Das SG Mannheim befasst sich mit der Problematik der Übernahme von Operationskosten im Hinblick auf eine Haustraffung nach erheblichen Gewichtsreduktion in der gesetzlichen Krankenversicherung. Die infolge der Reduzierung des Körpergewichts entstandenen Hautlappenüberschüsse im Bauchbereich im Sinne einer sogenannten „Fettschürze“ können schon nicht als behandlungsbedürftige Krankheit bewertet werden, wenn damit keine körperliche Fehlfunktion verbunden sind. Wenn eine psychische Belastung durch die erschlaffte Haut geltend macht, vermag dies im Regelfall einen operativen Eingriff ebenfalls nicht zu rechtfertigen. Denn nach ständiger Rechtsprechung ist derartigen Belastungen nicht mit chirurgischen Eingriffen in eine an sich gesunde Körpersubstanz, sondern mit Mitteln der Psychiatrie und Psychotherapie zu begegnen. Im Ausnahmefall besteht bei einer Entstellung einen Kostenübernahmepflicht der Krankenkasse. Um eine Entstellung annehmen zu können, genügt nicht jede körperliche Anormalität. Vielmehr muss es sich objektiv um eine erhebliche Auffälligkeit handeln, die naheliegende Reaktionen der Mitmenschen wie Neugier oder Betroffenheit und damit zugleich erwarten lässt, dass der Betroffene ständig viele Blicke auf sich zieht, zum Objekt besonderer Beachtung anderer wird und sich deshalb aus dem Leben in der Gemeinschaft zurückzuziehen und zu vereinsamen droht, so dass die Teilhabe am Leben in der Gesellschaft gefährdet ist. Die im Sozialrecht und Medizinrecht spezialisierte Kanzlei Dr. Anette Oberhauser in Nürnberg kann sie in allen Fragen des Krankenversicherungsrechts und des sonstigen Sozialrechts kompetent beraten und vertreten.

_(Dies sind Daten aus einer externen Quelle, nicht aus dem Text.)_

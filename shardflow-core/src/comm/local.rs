//! In-process worker group
//!
//! Every worker is a task in the same runtime. Token messages and
//! broadcasts travel over unbounded mpsc queues, one inbox per worker.

use async_trait::async_trait;
use bytes::Bytes;
use std::sync::Arc;
use tokio::sync::{mpsc, Barrier, Mutex};

use super::Channel;
use crate::error::{Result, ShardflowError};

/// Factory for the channels of an in-process group
pub struct LocalGroup;

impl LocalGroup {
    /// Create `size` connected channels, indexed by rank
    pub fn channels(size: u32) -> Vec<LocalChannel> {
        let mut token_tx = Vec::with_capacity(size as usize);
        let mut token_rx = Vec::with_capacity(size as usize);
        let mut bcast_tx = Vec::with_capacity(size as usize);
        let mut bcast_rx = Vec::with_capacity(size as usize);

        for _ in 0..size {
            let (tx, rx) = mpsc::unbounded_channel();
            token_tx.push(tx);
            token_rx.push(rx);
            let (tx, rx) = mpsc::unbounded_channel();
            bcast_tx.push(tx);
            bcast_rx.push(rx);
        }

        let token_tx = Arc::new(token_tx);
        let bcast_tx = Arc::new(bcast_tx);
        let barrier = Arc::new(Barrier::new(size.max(1) as usize));

        token_rx
            .into_iter()
            .zip(bcast_rx)
            .enumerate()
            .map(|(rank, (tokens, broadcasts))| LocalChannel {
                rank: rank as u32,
                size,
                token_tx: token_tx.clone(),
                tokens: Mutex::new(tokens),
                bcast_tx: bcast_tx.clone(),
                broadcasts: Mutex::new(broadcasts),
                barrier: barrier.clone(),
            })
            .collect()
    }
}

/// Channel of one in-process worker
pub struct LocalChannel {
    rank: u32,
    size: u32,
    token_tx: Arc<Vec<mpsc::UnboundedSender<(u32, u32)>>>,
    tokens: Mutex<mpsc::UnboundedReceiver<(u32, u32)>>,
    bcast_tx: Arc<Vec<mpsc::UnboundedSender<Bytes>>>,
    broadcasts: Mutex<mpsc::UnboundedReceiver<Bytes>>,
    barrier: Arc<Barrier>,
}

impl LocalChannel {
    fn closed(&self, peer: u32) -> ShardflowError {
        ShardflowError::Channel {
            peer,
            reason: "in-process channel closed".into(),
        }
    }
}

#[async_trait]
impl Channel for LocalChannel {
    fn rank(&self) -> u32 {
        self.rank
    }

    fn size(&self) -> u32 {
        self.size
    }

    async fn send(&self, to: u32, payload: u32) -> Result<()> {
        let tx = self
            .token_tx
            .get(to as usize)
            .ok_or_else(|| ShardflowError::Channel {
                peer: to,
                reason: format!("no such worker in a group of {}", self.size),
            })?;
        tx.send((self.rank, payload)).map_err(|_| self.closed(to))
    }

    async fn receive(&self) -> Result<(u32, u32)> {
        self.tokens
            .lock()
            .await
            .recv()
            .await
            .ok_or_else(|| self.closed(self.rank))
    }

    async fn broadcast_bytes(&self, value: Option<Bytes>, root: u32) -> Result<Bytes> {
        if self.rank == root {
            let value = value.ok_or_else(|| ShardflowError::InvalidMessage {
                reason: format!("broadcast root {} has no value", root),
            })?;
            for (peer, tx) in self.bcast_tx.iter().enumerate() {
                if peer as u32 != root {
                    tx.send(value.clone()).map_err(|_| self.closed(peer as u32))?;
                }
            }
            return Ok(value);
        }

        self.broadcasts
            .lock()
            .await
            .recv()
            .await
            .ok_or_else(|| self.closed(root))
    }

    async fn barrier(&self) -> Result<()> {
        self.barrier.wait().await;
        Ok(())
    }
}

#[cfg(test)]
mod tests {
    use super::*;
    use crate::comm::broadcast;

    #[tokio::test]
    async fn test_send_receive() {
        let mut channels = LocalGroup::channels(2);
        let b = channels.pop().unwrap();
        let a = channels.pop().unwrap();

        a.send(1, 0).await.unwrap();
        assert_eq!(b.receive().await.unwrap(), (0, 0));
    }

    #[tokio::test]
    async fn test_broadcast_reaches_all() {
        let channels: Vec<Arc<LocalChannel>> =
            LocalGroup::channels(4).into_iter().map(Arc::new).collect();

        let mut handles = Vec::new();
        for channel in channels {
            handles.push(tokio::spawn(async move {
                let value = vec!["a".to_string(), "b".to_string()];
                let sent = (channel.rank() == 0).then_some(&value);
                broadcast::<Vec<String>>(channel.as_ref(), sent, 0).await.unwrap()
            }));
        }

        for handle in handles {
            assert_eq!(handle.await.unwrap(), vec!["a", "b"]);
        }
    }
}
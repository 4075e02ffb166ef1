//! Input side of a run
//!
//! Record types, lazy accessors and per-source key enumeration.

pub mod accessor;
pub mod keys;
pub mod record;

pub use accessor::Accessor;
pub use keys::{KeyResolver, SourceTagMap};
pub use record::{
    AuxiliaryRecord, MetadataRecord, Parameters, Scalar, SeriesCollection, SeriesItem, Target,
};

/// Identifier of one unit of work, shared by every source
pub type WorkKey = String;
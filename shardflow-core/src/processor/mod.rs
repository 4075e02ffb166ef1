//! Per-worker processing
//!
//! Transform plumbing, the output buffer and the engine driving a run.

pub mod buffer;
pub mod builtin;
pub mod engine;
pub mod output;

pub use buffer::{FlushStats, OutputBuffer};
pub use engine::{ErrorCallback, Processor, RunReport};
pub use output::{
    normalize, transform, OutputItem, OutputValue, Transform, TransformInput, TransformOutput,
};
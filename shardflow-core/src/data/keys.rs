//! Work key enumeration for one source
//!
//! Produces the keys visible on a source and the tag each key is read
//! under. Output order is sorted, never the store's native order.

use std::collections::{BTreeMap, BTreeSet};
use tracing::debug;

use super::accessor::split_item_key;
use super::WorkKey;
use crate::config::Mode;
use crate::error::{Result, ShardflowError};
use crate::store::DataSource;

/// Key -> tag for one source
pub type SourceTagMap = BTreeMap<WorkKey, String>;

/// Enumerates work keys on a source for one mode
#[derive(Debug, Clone)]
pub struct KeyResolver {
    mode: Mode,
    /// Explicit tag, `None` for the first available
    input_tag: Option<String>,
}

impl KeyResolver {
    /// Create a resolver
    pub fn new(mode: Mode, input_tag: Option<String>) -> Self {
        Self { mode, input_tag }
    }

    /// Build the key -> tag map for a source
    pub fn resolve(&self, source: &dyn DataSource) -> Result<SourceTagMap> {
        let keys = match self.mode {
            Mode::AuxiliaryItem => self.auxiliary_items(source)?,
            Mode::AuxiliaryGroup => self.auxiliary_groups(source)?,
            Mode::SeriesItem | Mode::SeriesCollection => self.series(source)?,
        };

        debug!(
            "Resolved {} {} keys on {}",
            keys.len(),
            self.mode.as_str(),
            source.path().display()
        );
        Ok(keys)
    }

    fn auxiliary_tag(&self, source: &dyn DataSource) -> Result<String> {
        if let Some(tag) = &self.input_tag {
            return Ok(tag.clone());
        }

        source
            .auxiliary_tags()?
            .into_iter()
            .min()
            .ok_or_else(|| ShardflowError::TagNotFound {
                path: source.path().display().to_string(),
                tag: "<first available>".into(),
            })
    }

    fn auxiliary_items(&self, source: &dyn DataSource) -> Result<SourceTagMap> {
        let tag = self.auxiliary_tag(source)?;
        Ok(source
            .auxiliary_paths(&tag)?
            .into_iter()
            .map(|path| (path, tag.clone()))
            .collect())
    }

    fn auxiliary_groups(&self, source: &dyn DataSource) -> Result<SourceTagMap> {
        let tag = self.auxiliary_tag(source)?;
        let groups: BTreeSet<String> = source
            .auxiliary_paths(&tag)?
            .iter()
            .filter_map(|path| split_item_key(path).map(|(group, _)| group.to_string()))
            .collect();

        Ok(groups.into_iter().map(|g| (g, tag.clone())).collect())
    }

    fn series(&self, source: &dyn DataSource) -> Result<SourceTagMap> {
        let mut keys = SourceTagMap::new();

        let mut units = source.units()?;
        units.sort();

        for unit in units {
            let mut tags = source.series_tags(&unit)?;
            tags.sort();

            let tag = match &self.input_tag {
                Some(wanted) if tags.contains(wanted) => wanted.clone(),
                Some(_) => continue,
                None => match tags.into_iter().next() {
                    Some(first) => first,
                    None => continue,
                },
            };

            if self.mode == Mode::SeriesItem {
                for component in source.components(&unit, &tag)? {
                    keys.insert(format!("{}_{}", unit, component), tag.clone());
                }
            } else {
                keys.insert(unit, tag);
            }
        }

        Ok(keys)
    }
}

Loser schrieb am 30.12.2014

Erst Essen wie ein Weltmeister und dann soll die Kasse Zahlen??

Feistner antwortete am 05.01.2015

Sind solch hirnbefreite Kommentare nicht rührend?

Übergewicht hat nicht zwangsweise mit natürlichem Überkonsum von Lebensmitteln zu tun sondern kann verschiedene Ursachen haben. Wenn Sie sich schon zur Abgabe eines Kommentares hinreisen lassen, dann doch bitte qualifiziert.

nasowas antwortete am 05.01.2015

Übergewicht, welches durch eine Magenverkleinerung behoben wird, hat natürlich mit dem Überkonsum von Lebensmitteln zu tun. Mit was denn sonst?

gibtsdochgarnicht antwortete am 12.08.2015

Immer diese Diskussionen. Bei einem Alkoholiker wird doch auch nicht gemault, wenn er die Therapie gezahlt kriegt, oder!?